## [What to work on]
Gather every line below where "settings" appears.

Records from a collection:
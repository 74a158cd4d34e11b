use anyhow::Context;
use clap::Parser;
use seecure_homecare::domain::areas::{coverage_summary, SERVICE_AREAS};
use seecure_homecare::domain::catalog::{Category, SubService};
use seecure_homecare::domain::contact::CONTACT_DETAILS;
use seecure_homecare::domain::options::service_area_options;
use seecure_homecare::utils::error::ErrorSeverity;
use seecure_homecare::utils::logger;
use seecure_homecare::utils::validation::{validate_phone, Validate};
use seecure_homecare::{
    get_all_services, get_service_by_id, get_sub_service_by_id, CliConfig, Command, ContactForm,
    HomecareError, HttpSubmitter, SubmitArgs, TomlConfig,
};

#[tokio::main]
async fn main() -> anyhow::Result<()> {
    let config = CliConfig::parse();

    // 驗證配置
    if let Err(e) = config.validate() {
        exit_with(&e);
    }

    let settings = match config.resolve() {
        Ok(settings) => settings,
        Err(e) => exit_with(&e),
    };

    // 初始化日誌（命令列旗標與設定檔取其一即啟用）
    if settings.logging.json {
        logger::init_json_logger(settings.logging.verbose);
    } else {
        logger::init_cli_logger(settings.logging.verbose);
    }

    tracing::debug!("CLI config: {:?}", config);
    tracing::debug!("Resolved settings: {:?}", settings);

    match &config.command {
        Command::Services { json: true } => {
            let out = serde_json::to_string_pretty(get_all_services())
                .context("failed to serialize service catalog")?;
            println!("{}", out);
        }
        Command::Services { json: false } => {
            for category in get_all_services() {
                print_category(category);
                println!();
            }
        }
        Command::Service { id, json } => match get_service_by_id(id) {
            Some(category) if *json => {
                let out = serde_json::to_string_pretty(category)
                    .with_context(|| format!("failed to serialize service '{}'", id))?;
                println!("{}", out);
            }
            Some(category) => print_category(category),
            None => not_found(&format!("Service '{}'", id)),
        },
        Command::SubService { category, id } => match get_sub_service_by_id(category, id) {
            Some(sub) => print_sub_service(sub),
            None => not_found(&format!("Sub-service '{}' in '{}'", id, category)),
        },
        Command::Areas => {
            for option in service_area_options() {
                println!("{:<16} {}", option.value, option.label);
            }
            println!(
                "\nServing North Kolkata: {} ({} areas)",
                coverage_summary(6),
                SERVICE_AREAS.len()
            );
        }
        Command::Contact => {
            println!("📞 Phone:     {}", CONTACT_DETAILS.phone_numbers.join(" / "));
            println!("✉️  Email:     {}", CONTACT_DETAILS.email);
            println!("💬 WhatsApp:  {}", CONTACT_DETAILS.whatsapp_url);
            println!("🕗 Hours:     {}", CONTACT_DETAILS.regular_hours);
            println!(
                "🚑 Emergency: {} at {}",
                CONTACT_DETAILS.emergency_hours,
                CONTACT_DETAILS.emergency_number()
            );
            println!("📍 Areas:     {}", coverage_summary(5));
        }
        Command::CheckPhone { number } => {
            match validate_phone(number) {
                Ok(()) => println!("✅ '{}' is a valid Indian phone number", number),
                Err(e) => {
                    println!("❌ {}", e);
                    std::process::exit(1);
                }
            }
        }
        Command::Submit(args) => {
            if let Err(e) = submit(&settings, args).await {
                tracing::error!(
                    "❌ Contact submission failed: {} (Category: {:?}, Severity: {:?})",
                    e,
                    e.category(),
                    e.severity()
                );
                exit_with(&e);
            }
        }
    }

    Ok(())
}

async fn submit(settings: &TomlConfig, args: &SubmitArgs) -> seecure_homecare::Result<()> {
    let submitter = HttpSubmitter::from_config(settings)?;
    tracing::info!("Submitting contact form to {}", submitter.endpoint());

    let form = ContactForm::from_config(args.variant(), submitter, settings);
    for (field, value) in args.field_values() {
        form.set_field(field, value);
    }

    let outcome = form.submit().await;
    let status = form.status();
    if let Some(banner) = status.banner() {
        println!("{}", banner);
    }
    outcome?;

    println!("📨 Sent at {}", form.status_changed_at().format("%Y-%m-%d %H:%M:%S UTC"));
    Ok(())
}

fn print_category(category: &Category) {
    println!("{} [{}]", category.name, category.id);
    println!("  {}", category.description);
    for sub in category.sub_services {
        println!("  - {:<22} {:<32} {}", sub.id, sub.name, sub.price);
    }
}

fn print_sub_service(sub: &SubService) {
    println!("{} [{}]", sub.name, sub.id);
    println!("  {}", sub.description);
    println!("  Price:    {}", sub.price);
    if let Some(duration) = sub.duration {
        println!("  Duration: {}", duration);
    }
}

fn not_found(what: &str) -> ! {
    eprintln!("❌ {} not found", what);
    std::process::exit(1);
}

fn exit_with(e: &HomecareError) -> ! {
    eprintln!("❌ {}", e.user_friendly_message());
    eprintln!("💡 Suggestion: {}", e.recovery_suggestion());

    // 依錯誤嚴重程度決定退出碼
    let exit_code = match e.severity() {
        ErrorSeverity::Low => 4,
        ErrorSeverity::Medium => 2,
        ErrorSeverity::High => 1,
        ErrorSeverity::Critical => 3,
    };
    std::process::exit(exit_code);
}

## [Exercise answer]
    let settings = match config.resolve() {
        Ok(settings) => settings,
    if settings.logging.json {
        logger::init_json_logger(settings.logging.verbose);
        logger::init_cli_logger(settings.logging.verbose);
    tracing::debug!("Resolved settings: {:?}", settings);
            if let Err(e) = submit(&settings, args).await {
async fn submit(settings: &TomlConfig, args: &SubmitArgs) -> seecure_homecare::Result<()> {
    let submitter = HttpSubmitter::from_config(settings)?;
    let form = ContactForm::from_config(args.variant(), submitter, settings);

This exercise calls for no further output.